The new PowerScale models officially complete the portfolio refresh of the Dell EMC Isilon product line that began last year.
“What we have done with PowerScale is modernize what Isilon is built on and separate it from a hard tier to proprietary hardware,” said Brian Henderson, Director of Unstructured Data Solutions Product Marketing at Dell Technologies. “We want to remind people how powerful and flexible the new PowerScale OneFS platform is, as the old Isilon hybrid and archive node equivalents are being replaced by these brand new hybrid and archive nodes. The hardware is a massive upgrade in efficiency in inline and dedupe across the board, with up to 75% more performance from the new H7000 compared to the Isilon H5600, and a 90% for the PS A3000 compared to the Isilon A2000.
“Flash density will keep some models like the Isilon F800 around for a bit, but the goal is to move people to the new PowerScale platforms as soon as possible,” Henderson added. “This will be the first time that you will not see Isilon brands on the front page of our unstructured data website.”
Henderson said that the software upgrades were noteworthy.

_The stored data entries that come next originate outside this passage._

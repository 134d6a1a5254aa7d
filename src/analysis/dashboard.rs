//! Cross-course counts for the training dashboard.
//!
//! These folds work on course and participant records only; no observation
//! is read.

use crate::models::{Course, Participant, Protocol};
use serde::Serialize;
use std::collections::{BTreeMap, HashMap};

/// Row label for records with no state or job title.
const UNSPECIFIED: &str = "Unspecified";

#[derive(Debug, Clone, Copy, PartialEq, Eq, Serialize)]
pub struct ProtocolCount {
    pub protocol: Protocol,
    pub courses: usize,
    pub participants: usize,
}

/// Headline numbers: courses and trained participants per protocol.
#[derive(Debug, Clone, Serialize)]
pub struct CourseKpis {
    pub courses: usize,
    pub participants: usize,
    pub by_protocol: Vec<ProtocolCount>,
}

#[derive(Debug, Clone, PartialEq, Eq, Serialize)]
pub struct CrossTabRow {
    pub label: String,
    pub counts: Vec<usize>,
    pub total: usize,
}

/// Label × protocol counts with row and column totals.
#[derive(Debug, Clone, Serialize)]
pub struct CrossTab {
    pub columns: Vec<Protocol>,
    pub rows: Vec<CrossTabRow>,
    pub totals: Vec<usize>,
    pub grand_total: usize,
}

impl CrossTab {
    pub fn is_empty(&self) -> bool {
        self.rows.is_empty()
    }
}

/// One line of the dashboard course list.
#[derive(Debug, Clone, Serialize)]
pub struct CourseListing {
    pub id: String,
    pub protocol: Protocol,
    pub state: Option<String>,
    pub locality: Option<String>,
    pub director: Option<String>,
    pub start_date: Option<String>,
    /// Participants enrolled in the snapshot.
    pub participants: usize,
    /// Participant count declared on the course.
    pub planned: Option<u32>,
}

/// Protocols present among `courses`, in protocol order.
fn present_protocols(courses: &[&Course]) -> Vec<Protocol> {
    Protocol::ALL
        .iter()
        .copied()
        .filter(|p| courses.iter().any(|c| c.course_type == *p))
        .collect()
}

/// Participants enrolled in one of `courses`, paired with its protocol.
fn enrolled<'p>(
    courses: &[&Course],
    participants: &'p [Participant],
) -> Vec<(&'p Participant, Protocol)> {
    let protocol_of: HashMap<&str, Protocol> = courses
        .iter()
        .map(|c| (c.id.as_str(), c.course_type))
        .collect();

    participants
        .iter()
        .filter_map(|p| protocol_of.get(p.course_id.as_str()).map(|proto| (p, *proto)))
        .collect()
}

fn label_or_unspecified(value: Option<&str>) -> String {
    value
        .map(str::trim)
        .filter(|v| !v.is_empty())
        .unwrap_or(UNSPECIFIED)
        .to_string()
}

/// Count `(label, protocol)` pairs into a table; rows sorted by label.
fn cross_tab<I>(columns: Vec<Protocol>, entries: I) -> CrossTab
where
    I: IntoIterator<Item = (String, Protocol)>,
{
    let mut counts: BTreeMap<String, Vec<usize>> = BTreeMap::new();
    for (label, protocol) in entries {
        if let Some(slot) = columns.iter().position(|p| *p == protocol) {
            counts
                .entry(label)
                .or_insert_with(|| vec![0; columns.len()])[slot] += 1;
        }
    }

    let mut totals = vec![0; columns.len()];
    let rows: Vec<CrossTabRow> = counts
        .into_iter()
        .map(|(label, counts)| {
            for (total, count) in totals.iter_mut().zip(&counts) {
                *total += count;
            }
            CrossTabRow {
                total: counts.iter().sum(),
                label,
                counts,
            }
        })
        .collect();
    let grand_total = totals.iter().sum();

    CrossTab {
        columns,
        rows,
        totals,
        grand_total,
    }
}

/// Course and participant counts, with every protocol listed.
pub fn course_kpis(courses: &[&Course], participants: &[Participant]) -> CourseKpis {
    let enrolled = enrolled(courses, participants);

    CourseKpis {
        courses: courses.len(),
        participants: enrolled.len(),
        by_protocol: Protocol::ALL
            .iter()
            .map(|protocol| ProtocolCount {
                protocol: *protocol,
                courses: courses.iter().filter(|c| c.course_type == *protocol).count(),
                participants: enrolled.iter().filter(|(_, p)| p == protocol).count(),
            })
            .collect(),
    }
}

/// Courses per state and protocol.
pub fn courses_by_state(courses: &[&Course]) -> CrossTab {
    cross_tab(
        present_protocols(courses),
        courses
            .iter()
            .map(|c| (label_or_unspecified(c.state.as_deref()), c.course_type)),
    )
}

/// Trained participants per job title and protocol.
pub fn trained_by_cadre(courses: &[&Course], participants: &[Participant]) -> CrossTab {
    cross_tab(
        present_protocols(courses),
        enrolled(courses, participants)
            .into_iter()
            .map(|(p, protocol)| (label_or_unspecified(p.job_title.as_deref()), protocol)),
    )
}

/// Course list, most recent start date first; undated courses last.
pub fn course_listing(courses: &[&Course], participants: &[Participant]) -> Vec<CourseListing> {
    let mut ordered: Vec<&Course> = courses.to_vec();
    ordered.sort_by(|a, b| b.start().cmp(&a.start()).then_with(|| a.id.cmp(&b.id)));

    ordered
        .into_iter()
        .map(|c| CourseListing {
            id: c.id.clone(),
            protocol: c.course_type,
            state: c.state.clone(),
            locality: c.locality.clone(),
            director: c.director.clone(),
            start_date: c.start().map(|d| d.to_string()),
            participants: participants.iter().filter(|p| p.course_id == c.id).count(),
            planned: c.participants_count,
        })
        .collect()
}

“With our OneFS software, the 9.0 version added S3 object access, which is very important for people trying to get into a large data lake through S3,” he indicated. “Writeable snapshots are also critical, and a lot of customers have asked for this. We have added full NFS 4.1 support, including more trunking to get performance out of each connectivity option. Inline dedupe is now complete across the family, with all having inline compression and dedupe and post-process smart dedupe.”
Updates to the DataIQ software include an improved user experience for large file clusters, navigation user interface enhancements and the ability to run reports to analyze volumes by time stamp.
Dell also tightened its relationship with strategic partner Superna, with the introduction of Superna Ransomware Defender as part of the protection pachage around PowerScale.
“We have worked with Superna building software enhancements on the Isilon stack since back in the day, and are now working closely with them to tighten the relationship even further,” Henderson said. “Superna Ransomware Defender detects and protects data from ransomware, using AI to scan for unusual behavior. Our AirGap Cluster also integrates with Ransomware Defender to create a physically isolated vault cluster, which we can put it in a new colo-based cyber vault, in an Equinix data centre, and have the airgapped cluster up and running in 14 days. We can do that for them as a service.”
Dell is also introducing a related offering from the data protection side of the house. Dynamic NAS Protection, now available with Dell EMC PowerProtect Data Manager, now automatically scales to optimize performance, protect and recover any NAS that supports network file system or common internet file system, including Dell EMC PowerScale, PowerStore and Unity.
“Dynamic NAS Protection automates and optimizes the protection of NAS infrastructure with up to 3x faster backups and 2x faster restores,” Henderson said. “People tended to use NVMP for this, which is slow. This uses traditional NFS, and cuts it into manageable slices to get a faster backup copy and a faster restore.”